Mamdouh Hamdy Abu Zayed and his friend Abdel Gawad Zayed were voting at the same polling station as Braik, and they gave the same answer when asked what future members of parliament (MPs) should advocate for: “Egypt’s best interests.”
The three men each offered a straightforward definition of what Egypt’s “best interests” are. Braik said the country needs to build up its state institutions, while Zayed believes the ideal candidate should have a legal background, hold a doctorate degree and have a long history of political activity in order to help “amend legislation and build state institutions.”
Certain rhetorical flourishes tend to bracket any discussion of Egyptian politics. Phrases like “state institutions,” “legislative body” and “political activity” are frequently bandied about in government statements and state-owned media, and those same terms kept popping up in Mada Masr’s interviews with voters in Fayoum.
But as the discussion continued, people dropped the political jargon and their focus on “Egypt’s interests” faded away as they turned their attention to local issues. After his initial insistence on the importance of state institutions, Braik then defined the perfect parliamentarian as one who “gets the deed done.”
But what is the deed? And who can get it done?
For most Fayoum voters, “the deed” is getting access to water. Most villages in the governorate have suffered from a severe water shortage for months. They also want better infrastructure and more job opportunities, especially for young people.
People here agree on the key issues to be fixed, but their idea of who can “get it done” depends on their tribal and family affiliations.
There are six voting districts in Fayoum, two of which are in Fayoum City, while the others are in Abshway, Youssef al-Seddiq, Tamya, Sinowras and Etsa.
With the exception of Fayoum City, these are all small rural communities where tribalism controls the political scene. Smaller families are connected in one way or another to larger, more powerful ones. When it comes time to vote, people here tend to keep it in the family.
And many of the candidates themselves come from the same high-profile families. Ali Abdullah Ali Abdel Qadir, his cousin Omar and their relative Rabie Abou Letea are all running for seats in Youssef al-Seddiq.
In Abshway, Alaa al-Omda said he’s running to protect the legacy left by his father, who ran in previous parliamentary elections. Fellow candidate and former MP Mohamed Taha al-Khouly has the same story — his father, Taha al-Khouly, held the Abshway seat in previous parliaments. And he’s related to yet another candidate, Youssef Ahmed Ali al-Sawy.

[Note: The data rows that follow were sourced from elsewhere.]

// src/handlers/mod.rs

pub mod admin;
pub mod auth;
pub mod comment;
pub mod like;
pub mod moderation;
pub mod post;
pub mod profile;
pub mod taxonomy;

use crate::error::AppError;

/// Trims `value` and rejects it when nothing is left.
pub(crate) fn required_text(field: &str, value: &str) -> Result<String, AppError> {
    let trimmed = value.trim();
    if trimmed.is_empty() {
        return Err(AppError::BadRequest(format!("{} must not be blank", field)));
    }
    Ok(trimmed.to_string())
}
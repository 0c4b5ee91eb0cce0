// src/handlers/like.rs

use axum::{
    Json,
    extract::{Path, State},
    response::IntoResponse,
};
use sqlx::SqlitePool;

use crate::{
    error::AppError,
    models::{
        comment::Comment,
        like::{AuthorLike, CommentLike, LikeResponse, PostLike},
        post::Post,
        user::User,
    },
    utils::jwt::Claims,
};

/// Toggle Like on an author.
pub async fn toggle_author_like(
    State(pool): State<SqlitePool>,
    claims: Claims,
    Path(author_id): Path<i64>,
) -> Result<impl IntoResponse, AppError> {
    let user_id = claims.user_id()?;
    if user_id == author_id {
        return Err(AppError::BadRequest("You cannot like yourself".to_string()));
    }
    User::find(&pool, author_id)
        .await?
        .ok_or(AppError::NotFound("Author not found".to_string()))?;

    let mut tx = pool.begin().await?;
    let liked = AuthorLike::toggle(&mut tx, user_id, author_id).await?;
    let count = AuthorLike::get_count(&mut *tx, author_id).await?;
    tx.commit().await?;

    Ok(Json(LikeResponse { liked, count }))
}

/// Toggle Like on a post.
pub async fn toggle_post_like(
    State(pool): State<SqlitePool>,
    claims: Claims,
    Path(post_id): Path<i64>,
) -> Result<impl IntoResponse, AppError> {
    let user_id = claims.user_id()?;
    Post::find(&pool, post_id)
        .await?
        .filter(Post::is_public)
        .ok_or(AppError::NotFound("Post not found".to_string()))?;

    let mut tx = pool.begin().await?;
    let liked = PostLike::toggle(&mut tx, user_id, post_id).await?;
    let count = PostLike::get_count(&mut *tx, post_id).await?;
    tx.commit().await?;

    Ok(Json(LikeResponse { liked, count }))
}

/// Toggle Like on a comment.
pub async fn toggle_comment_like(
    State(pool): State<SqlitePool>,
    claims: Claims,
    Path(comment_id): Path<i64>,
) -> Result<impl IntoResponse, AppError> {
    let user_id = claims.user_id()?;
    let comment = Comment::find(&pool, comment_id)
        .await?
        .filter(|c| c.is_published)
        .ok_or(AppError::NotFound("Comment not found".to_string()))?;
    // Comments under hidden posts are hidden too.
    Post::find(&pool, comment.post_id)
        .await?
        .filter(Post::is_public)
        .ok_or(AppError::NotFound("Comment not found".to_string()))?;

    let mut tx = pool.begin().await?;
    let liked = CommentLike::toggle(&mut tx, user_id, comment_id).await?;
    let count = CommentLike::get_count(&mut *tx, comment_id).await?;
    tx.commit().await?;

    Ok(Json(LikeResponse { liked, count }))
}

Abshway resident Rabie Abdel Tawab, 28, sits with his laptop in front of one of the polling stations to help voters check their designated voting place. When asked about his candidate of choice, he said he was boycotting the elections.
He smiles as he explains he’s only helping out because one of the candidate’s family members asked him to.
Due to Fayoum’s deeply rooted tribal culture, Abdel Tawab doesn’t think it’s possible to elect a candidate who would defend the people’s interests.
“People choose the favored son of their village, but after elections we won’t ever see his face again,” he said.
New electoral laws issued in April gave 75 percent of seats in parliament to individual candidates (448 seats), while only about 20 percent of seats are elected based on a closed list system (120 seats). The remaining 28 seats are directly chosen by the president.
In the individual seat system, one candidate runs for one seat in a particular district. Voters cast their ballots for him or her, not for a party or group.
In the closed list system, voters select one electoral list that’s composed of a single party, a coalition of parties or of individuals. No matter how the list is composed, voters are selecting one cohesive list, not cherry-picking individual candidates therein.
Fawzy argued that the individual seat system shifts the focus off real electoral platforms and onto the candidates’ personalities and family connections, whereas the electoral list system would encourage voters to focus on a given party’s actual political agenda.
He added that many voters don’t even understand how these electoral systems work, given the total dearth of civic education and a general absence of an elections culture.
But Youssry al-Ezbawy, the head of the political system program and elections forum for the Ahram Center for Political and Strategic Studies, fears that tribalism even extends to the electoral lists system. He believes the whole electoral system should be overhauled.
“We need a clear electoral system that goes beyond traditional formations and helps change the culture of elections in Egypt,” he argued.
And beyond a general need for electoral reform, Ezbawy blames a negligent government for this problematic tribal mentality.
“The need for a ‘family candidate’ is due to deteriorating public services and the absence of municipal government,” he asserted. “The expanding needs of the local population in the face of limited public services will continue to affect this situation.”
Braik agrees with Ezbawy. He pauses for a few moments, then adds to his list of desires for the parliament: “Municipalities. I pray to God they can fix the municipalities.”